= Lars Schaade =

German physician (born 1966)

Lars Schaade (born 1966) is a German physician. He is a specialist in microbiology and infectious disease epidemiology and has been president of the Robert Koch Institute since 2023. He has been an honorary professor at Charité since 2017.

== Life and career ==
From 1985 to 1987, he performed his civilian service in Nienburg. Schaade began studying human medicine at the Georg August University of Göttingen in 1987 and received his doctorate there in 1994; his dissertation thesis was "Isolation and structural analysis of two cytostatically active gangliosides from mouse macrophages".
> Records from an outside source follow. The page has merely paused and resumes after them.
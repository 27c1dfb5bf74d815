//! Release Manager
//!
//! Every operation is a handful of shell lines sent through one host's
//! `RemoteShell`. Nothing here keeps state between calls; the host's
//! filesystem is the state.

use chrono::{DateTime, Utc};

use crate::domain::ports::{shell_quote, RemoteCommand, RemoteShell};
use crate::domain::services::plan_retention;
use crate::domain::value_objects::ReleaseId;
use crate::error::{StagehandError, StagehandResult};

use super::options::ReleaseSettings;
use super::result::{MigrationReport, PruneReport};

pub struct ReleaseManager<'a> {
    shell: &'a dyn RemoteShell,
    settings: &'a ReleaseSettings,
}

impl<'a> ReleaseManager<'a> {
    pub fn new(shell: &'a dyn RemoteShell, settings: &'a ReleaseSettings) -> Self {
        Self { shell, settings }
    }

    pub fn host(&self) -> &str {
        self.shell.target()
    }

    fn run(&self, command: RemoteCommand) -> StagehandResult<String> {
        self.shell
            .run(&command)
            .map(|out| out.stdout)
            .map_err(|e| StagehandError::from_shell(self.host(), e))
    }

    /// Exit status only; a non-zero exit is an answer, not an error.
    fn check(&self, script: String) -> StagehandResult<bool> {
        self.shell
            .run(&RemoteCommand::new(script).warn_only())
            .map(|out| out.success())
            .map_err(|e| StagehandError::from_shell(self.host(), e))
    }

    /// Create the directory layout. Idempotent.
    pub fn prepare_host(&self) -> StagehandResult<()> {
        let dirs: Vec<String> = self
            .settings
            .layout
            .directories()
            .iter()
            .map(|d| shell_quote(d))
            .collect();
        self.run(RemoteCommand::new(format!("mkdir -p {}", dirs.join(" "))))?;
        Ok(())
    }

    /// Bring the cached copy to the tip of `origin/<branch>`, cloning first
    /// if it is not a checkout yet.
    pub fn fetch(&self, branch: &str) -> StagehandResult<()> {
        let cached = self.settings.layout.cached_copy();
        self.run(RemoteCommand::new(format!(
            "if [ ! -d {git} ]; then git clone {repo} {dir}; fi",
            git = shell_quote(&format!("{}/.git", cached)),
            repo = shell_quote(&self.settings.repository),
            dir = shell_quote(&cached),
        )))?;
        let branch = shell_quote(branch);
        self.run(
            RemoteCommand::new(format!(
                "git checkout {b} && git fetch origin && git reset --hard origin/{b}",
                b = branch
            ))
            .in_dir(cached),
        )?;
        Ok(())
    }

    /// Claim the id for a release created at `now` by creating its
    /// directory.
    ///
    /// `mkdir` without `-p` either creates the directory or fails, so of two
    /// deployers racing within the same second only one gets the id. The
    /// other fails with `ReleaseCollision`.
    pub fn create_release(&self, now: DateTime<Utc>) -> StagehandResult<ReleaseId> {
        let id = ReleaseId::from_datetime(now);
        let path = shell_quote(&self.settings.layout.release(&id));
        if self.check(format!("mkdir {}", path))? {
            return Ok(id);
        }
        if self.check(format!("test -e {}", path))? {
            return Err(StagehandError::ReleaseCollision {
                release: id,
                host: self.host().to_string(),
            });
        }
        // Not a collision (releases/ missing, permissions): report mkdir's own error.
        self.run(RemoteCommand::new(format!("mkdir {}", path)))?;
        Ok(id)
    }

    /// Copy the cached checkout into the release and link the shared paths.
    pub fn materialize(&self, id: &ReleaseId) -> StagehandResult<()> {
        let layout = &self.settings.layout;
        let cached = layout.cached_copy();
        let release = layout.release(id);

        let mut rsync = format!(
            "rsync -a {}/ {}/ --exclude {}",
            shell_quote(&cached),
            shell_quote(&release),
            shell_quote("/.git*")
        );
        for link in &self.settings.shared_links {
            rsync.push_str(&format!(" --exclude {}", shell_quote(&link.exclude_pattern())));
        }
        self.run(RemoteCommand::new(rsync))?;

        for link in &self.settings.shared_links {
            let source = format!("{}{}", cached, link.path());
            let parent = format!("{}{}", release, link.parent());
            self.run(RemoteCommand::new(format!(
                "mkdir -p {src} {parent} && ln -sfn {src} {parent}/",
                src = shell_quote(&source),
                parent = shell_quote(&parent),
            )))?;
        }
        Ok(())
    }

    /// Copy the shared env file into the release root.
    pub fn copy_environment(&self, id: &ReleaseId) -> StagehandResult<()> {
        let layout = &self.settings.layout;
        self.run(RemoteCommand::new(format!(
            "cp {} {}",
            shell_quote(&layout.shared_env()),
            shell_quote(&format!("{}/env", layout.release(id)))
        )))?;
        Ok(())
    }

    /// Run the build command inside the release with `./env` exported.
    pub fn build_apps(&self, id: &ReleaseId) -> StagehandResult<()> {
        self.run(
            RemoteCommand::new(self.settings.build_command.clone())
                .in_dir(self.settings.layout.release(id))
                .with_env_file("./env"),
        )?;
        Ok(())
    }

    /// Point `current` at the release.
    ///
    /// The new link is built beside `current` and renamed over it, so readers
    /// see either the old or the new target. Running it twice is harmless.
    pub fn promote(&self, id: &ReleaseId) -> StagehandResult<()> {
        let layout = &self.settings.layout;
        let tmp = format!("{}.tmp-{}", layout.current(), id);
        self.run(RemoteCommand::new(format!(
            "ln -sfn {release} {tmp} && mv -Tf {tmp} {current}",
            release = shell_quote(&layout.release(id)),
            tmp = shell_quote(&tmp),
            current = shell_quote(&layout.current()),
        )))?;
        Ok(())
    }

    /// Promote a release that already exists on the host.
    pub fn promote_existing(&self, id: &ReleaseId) -> StagehandResult<()> {
        let path = self.settings.layout.release(id);
        if !self.check(format!("test -d {}", shell_quote(&path)))? {
            return Err(StagehandError::ReleaseNotFound {
                release: id.clone(),
                host: self.host().to_string(),
            });
        }
        self.promote(id)
    }

    /// Schema step, then data step, in `<current>/<working_dir>`.
    pub fn run_migrations(&self) -> StagehandResult<MigrationReport> {
        let migrations = &self.settings.migrations;
        let current = self.settings.layout.current();
        let dir = match migrations.working_dir.trim_matches('/') {
            "" => current.clone(),
            sub => format!("{}/{}", current, sub),
        };
        let env_file = format!("{}/env", current);

        let mut report = MigrationReport::default();
        if let Some(schema) = migrations.schema.as_deref().filter(|s| !s.trim().is_empty()) {
            self.run(
                RemoteCommand::new(schema)
                    .in_dir(dir.clone())
                    .with_env_file(env_file.clone()),
            )?;
            report.schema = true;
        }
        if let Some(data) = migrations.data.as_deref().filter(|s| !s.trim().is_empty()) {
            self.run(RemoteCommand::new(data).in_dir(dir).with_env_file(env_file))?;
            report.data = true;
        }
        Ok(report)
    }

    /// Release the `current` link points at, if any.
    pub fn current_release(&self) -> StagehandResult<Option<ReleaseId>> {
        let out = self
            .shell
            .run(
                &RemoteCommand::new(format!(
                    "readlink {}",
                    shell_quote(&self.settings.layout.current())
                ))
                .warn_only(),
            )
            .map_err(|e| StagehandError::from_shell(self.host(), e))?;
        if !out.success() {
            return Ok(None);
        }
        let target = out.stdout.trim().trim_end_matches('/');
        let name = target.rsplit('/').next().unwrap_or(target);
        Ok(ReleaseId::parse(name))
    }

    /// Raw entries of the releases directory
    fn release_entries(&self) -> StagehandResult<Vec<String>> {
        let out = self.run(RemoteCommand::new(format!(
            "ls -1 {}",
            shell_quote(&self.settings.layout.releases())
        )))?;
        Ok(out
            .split_whitespace()
            .map(str::to_string)
            .collect())
    }

    /// Releases on the host, oldest first. Entries that are not release ids
    /// are ignored.
    pub fn list_releases(&self) -> StagehandResult<Vec<ReleaseId>> {
        let mut releases: Vec<ReleaseId> = self
            .release_entries()?
            .iter()
            .filter_map(|name| ReleaseId::parse(name))
            .collect();
        releases.sort();
        Ok(releases)
    }

    /// Delete all but the newest `keep` releases.
    ///
    /// The live release is never deleted. A failed deletion is logged and
    /// reported; it does not fail the prune.
    pub fn prune(&self, keep: usize) -> StagehandResult<PruneReport> {
        let entries = self.release_entries()?;
        let current = self.current_release()?;
        let plan = plan_retention(&entries, keep, current.as_ref());

        if let Some(protected) = &plan.protected {
            tracing::info!(host = %self.host(), release = %protected, "keeping live release outside retention window");
        }

        let mut report = PruneReport {
            kept: plan.keep,
            protected: plan.protected,
            ..Default::default()
        };
        for id in plan.remove {
            let path = self.settings.layout.release(&id);
            match self.run(RemoteCommand::new(format!("rm -rf {}", shell_quote(&path)))) {
                Ok(_) => report.removed.push(id),
                Err(e) => {
                    tracing::warn!(host = %self.host(), release = %id, error = %e, "failed to remove release");
                    report.failed.push((id, e.to_string()));
                }
            }
        }
        Ok(report)
    }
}
//! CLI Argument Parsing
//!
//! This module defines the CLI interface using clap.
//!
//! Global flags (`--config`, `--json`, `-v`) are inherited by all subcommands.

use std::path::PathBuf;

use clap::{Args, Parser, Subcommand};

use crate::application::ServiceAction;

/// Stagehand - release manager for multi-stage EC2 fleets
#[derive(Parser, Debug)]
#[command(name = "stagehand")]
#[command(author, version, about, long_about = None)]
pub struct Cli {
    /// Path to stagehand.toml (default: ./stagehand.toml)
    #[arg(long, global = true, value_name = "PATH")]
    pub config: Option<PathBuf>,

    /// Emit NDJSON events / JSON output for CI
    #[arg(long, global = true)]
    pub json: bool,

    /// Verbosity level (-v, -vv, -vvv)
    #[arg(short, long, action = clap::ArgAction::Count, global = true)]
    pub verbose: u8,

    #[command(subcommand)]
    pub command: Commands,
}

/// Hosts to act on within a stage
#[derive(Args, Debug, Clone, Default)]
pub struct HostFilter {
    /// Only hosts with this role
    #[arg(long)]
    pub role: Option<String>,

    /// Only this host (address or instance id)
    #[arg(long)]
    pub host: Option<String>,
}

#[derive(Subcommand, Debug)]
pub enum Commands {
    /// Inspect and refresh the host inventory
    #[command(subcommand)]
    Hosts(HostsCommand),

    /// Create the release directory layout on every host of a stage
    Prepare {
        stage: String,

        #[command(flatten)]
        filter: HostFilter,
    },

    /// Manage the shared environment file on hosts
    #[command(subcommand)]
    Env(EnvCommand),

    /// Build a new release on every host of a stage and make it live
    Deploy {
        stage: String,

        #[command(flatten)]
        filter: HostFilter,

        /// Stop and start services instead of a graceful reload
        #[arg(long)]
        full_restart: bool,

        /// Deploy to all hosts at once
        #[arg(long)]
        parallel: bool,

        /// Skip the confirmation prompt for protected stages
        #[arg(short, long)]
        yes: bool,

        /// Do not run schema or data migrations
        #[arg(long)]
        skip_migrations: bool,

        /// Fast-forward the stage branch from project.main_branch and push
        /// it before deploying
        #[arg(long)]
        merge: bool,
    },

    /// Move a stage branch to the tip of the main branch
    #[command(subcommand)]
    Branch(BranchCommand),

    /// Install the web server virtual host on app hosts
    #[command(subcommand)]
    Vhost(VhostCommand),

    /// List, promote and prune releases
    #[command(subcommand)]
    Releases(ReleasesCommand),

    /// Control the process manager and web server on app hosts
    App {
        #[arg(value_enum)]
        action: AppAction,

        stage: String,

        /// Only this host (address or instance id)
        #[arg(long)]
        host: Option<String>,
    },

    /// Render an ECS task definition to stdout
    Render {
        /// Environment name; reads <environments_dir>/<environment>.yml
        environment: String,

        /// Git hash substituted for __GIT_HASH__ and the image tag
        git_hash: String,

        /// "true" emits cpu and memory as JSON numbers
        integer_resources: Option<String>,
    },
}

#[derive(Subcommand, Debug)]
pub enum HostsCommand {
    /// Print the persisted inventory
    List {
        #[arg(long)]
        stage: Option<String>,

        #[arg(long)]
        role: Option<String>,
    },

    /// Query the provider and rewrite the hosts file
    Refresh {
        /// Show the changes without writing
        #[arg(long)]
        dry_run: bool,
    },

    /// Compare provider state against the hosts file
    Diff,
}

#[derive(Subcommand, Debug)]
pub enum EnvCommand {
    /// Upload the local env file for a stage as the hosts' shared env, and
    /// the secrets directory into the cached copy
    Push {
        stage: String,

        #[command(flatten)]
        filter: HostFilter,

        /// Only upload the env file
        #[arg(long)]
        skip_secrets: bool,
    },
}

#[derive(Subcommand, Debug)]
pub enum BranchCommand {
    /// Merge the main branch into the stage branch and push it
    Promote {
        stage: String,

        /// Source branch (default: project.main_branch)
        #[arg(long)]
        from: Option<String>,

        /// Reset the stage branch instead of fast-forwarding, and force push
        #[arg(long)]
        hard: bool,

        /// Skip the confirmation prompt for protected stages
        #[arg(short, long)]
        yes: bool,
    },
}

#[derive(Subcommand, Debug)]
pub enum VhostCommand {
    /// Upload services.vhost_file, enable it and reload the web server
    Push {
        stage: String,

        /// Only this host (address or instance id)
        #[arg(long)]
        host: Option<String>,

        /// Skip the confirmation prompt for protected stages
        #[arg(short, long)]
        yes: bool,
    },
}

#[derive(Subcommand, Debug)]
pub enum ReleasesCommand {
    /// Show releases on each host, marking the live one
    List {
        stage: String,

        #[arg(long)]
        host: Option<String>,
    },

    /// Point `current` at an existing release
    Promote {
        stage: String,

        release: String,

        #[arg(long)]
        host: Option<String>,

        /// Skip the confirmation prompt for protected stages
        #[arg(short, long)]
        yes: bool,
    },

    /// Delete releases beyond the newest N
    Prune {
        stage: String,

        /// Releases to keep (default: release.keep)
        #[arg(long)]
        keep: Option<usize>,

        #[arg(long)]
        host: Option<String>,
    },
}

#[derive(clap::ValueEnum, Debug, Clone, Copy, PartialEq, Eq)]
pub enum AppAction {
    Status,
    Start,
    Stop,
    Restart,
    ForceRestart,
}

impl From<AppAction> for ServiceAction {
    fn from(action: AppAction) -> Self {
        match action {
            AppAction::Status => ServiceAction::Status,
            AppAction::Start => ServiceAction::Start,
            AppAction::Stop => ServiceAction::Stop,
            AppAction::Restart => ServiceAction::Restart,
            AppAction::ForceRestart => ServiceAction::ForceRestart,
        }
    }
}

/// Integer resources are on only for the literal `"true"`.
pub fn integer_resources_flag(raw: Option<&str>) -> bool {
    raw == Some("true")
}
//! Test environment for isolated Stagehand runs.
//!
//! Provides `TestEnv` - a temp project directory with a `stagehand.toml`,
//! plus helpers to run the CLI inside it.

use std::path::{Path, PathBuf};
use std::process::{Command, Output, Stdio};

use tempfile::TempDir;

use super::fixtures::BASIC_CONFIG;

/// Result of running a Stagehand CLI command
#[derive(Debug)]
pub struct TestResult {
    pub success: bool,
    pub exit_code: i32,
    pub stdout: String,
    pub stderr: String,
}

impl TestResult {
    pub fn is_success(&self) -> bool {
        self.success
    }

    /// Combine stdout and stderr
    pub fn combined_output(&self) -> String {
        format!("{}\n{}", self.stdout, self.stderr)
    }
}

/// Isolated project directory with its own HOME.
pub struct TestEnv {
    pub project_root: TempDir,
    pub home_dir: TempDir,
    bin: PathBuf,
}

impl TestEnv {
    /// Empty project (no config file)
    pub fn empty() -> Self {
        Self {
            project_root: tempfile::tempdir().expect("Failed to create project dir"),
            home_dir: tempfile::tempdir().expect("Failed to create home dir"),
            bin: PathBuf::from(env!("CARGO_BIN_EXE_stagehand")),
        }
    }

    /// Project with `BASIC_CONFIG` as `stagehand.toml`
    pub fn new() -> Self {
        Self::with_config(BASIC_CONFIG)
    }

    pub fn with_config(config: &str) -> Self {
        let env = Self::empty();
        env.write_file("stagehand.toml", config);
        env
    }

    pub fn path(&self, relative: &str) -> PathBuf {
        self.project_root.path().join(relative)
    }

    pub fn write_file(&self, relative: &str, content: &str) {
        let full_path = self.path(relative);
        if let Some(parent) = full_path.parent() {
            std::fs::create_dir_all(parent).expect("Failed to create directories");
        }
        std::fs::write(&full_path, content).expect("Failed to write file");
    }

    pub fn read_file(&self, relative: &str) -> String {
        std::fs::read_to_string(self.path(relative))
            .unwrap_or_else(|e| panic!("Failed to read {}: {}", relative, e))
    }

    /// Run the CLI from the project root
    pub fn run(&self, args: &[&str]) -> TestResult {
        self.run_with_env(args, &[])
    }

    pub fn run_with_env(&self, args: &[&str], env_vars: &[(&str, &str)]) -> TestResult {
        self.run_from_with_env(self.project_root.path(), args, env_vars)
    }

    pub fn run_from_with_env(
        &self,
        cwd: &Path,
        args: &[&str],
        env_vars: &[(&str, &str)],
    ) -> TestResult {
        let mut cmd = Command::new(&self.bin);
        cmd.current_dir(cwd)
            .args(args)
            .stdin(Stdio::null())
            .env("HOME", self.home_dir.path())
            .env_remove("RUST_LOG");
        for key in [
            "STAGEHAND_SSH_USER",
            "STAGEHAND_REMOTE_TIMEOUT",
            "STAGEHAND_KEEP_RELEASES",
            "STAGEHAND_HOSTS_FILE",
            "STAGEHAND_AWS_REGION",
        ] {
            cmd.env_remove(key);
        }
        for (key, value) in env_vars {
            cmd.env(key, value);
        }

        let output = cmd.output().expect("Failed to execute stagehand");
        output_to_result(output)
    }
}

fn output_to_result(output: Output) -> TestResult {
    TestResult {
        success: output.status.success(),
        exit_code: output.status.code().unwrap_or(-1),
        stdout: String::from_utf8_lossy(&output.stdout).to_string(),
        stderr: String::from_utf8_lossy(&output.stderr).to_string(),
    }
}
From 1995 to 1996, Schaade worked as a research associate in the Department of Medical Microbiology at the University of Göttingen, and from 1996 at the Institute of Medical Microbiology at the University Hospital of RWTH Aachen. From 2000 to 2002 he was employed there as a research assistant (teaching and research area virology). In 2000, he passed the examination for specialist in microbiology and infection epidemiology at the Medical Association of North Rhine. 2003 Habilitation in Medical Microbiology and Virology at the Medical Faculty of the RWTH Aachen. From 2002 to 2007, he worked as a consultant in the unit "Communicable Diseases, AIDS, Epidemic Hygiene" at the Federal Ministry of Health, Bonn and Berlin; from 2006, he was deputy head of unit, and from 2007 to 2010, head of unit. From 2010 to 2023 he was department head of the "Center for Biological Hazards and Special Pathogens (ZBS)" and from 2011 to 2023 vice president of the Robert Koch Institute in Berlin. In 2017, he was appointed honorary professor at the Charité in Berlin. Following the retirement of Lothar H. Wieler on April 1, 2023, Schaade was initially acting president of the Robert Koch Institute. He was appointed president of the RKI on October 4, 2023.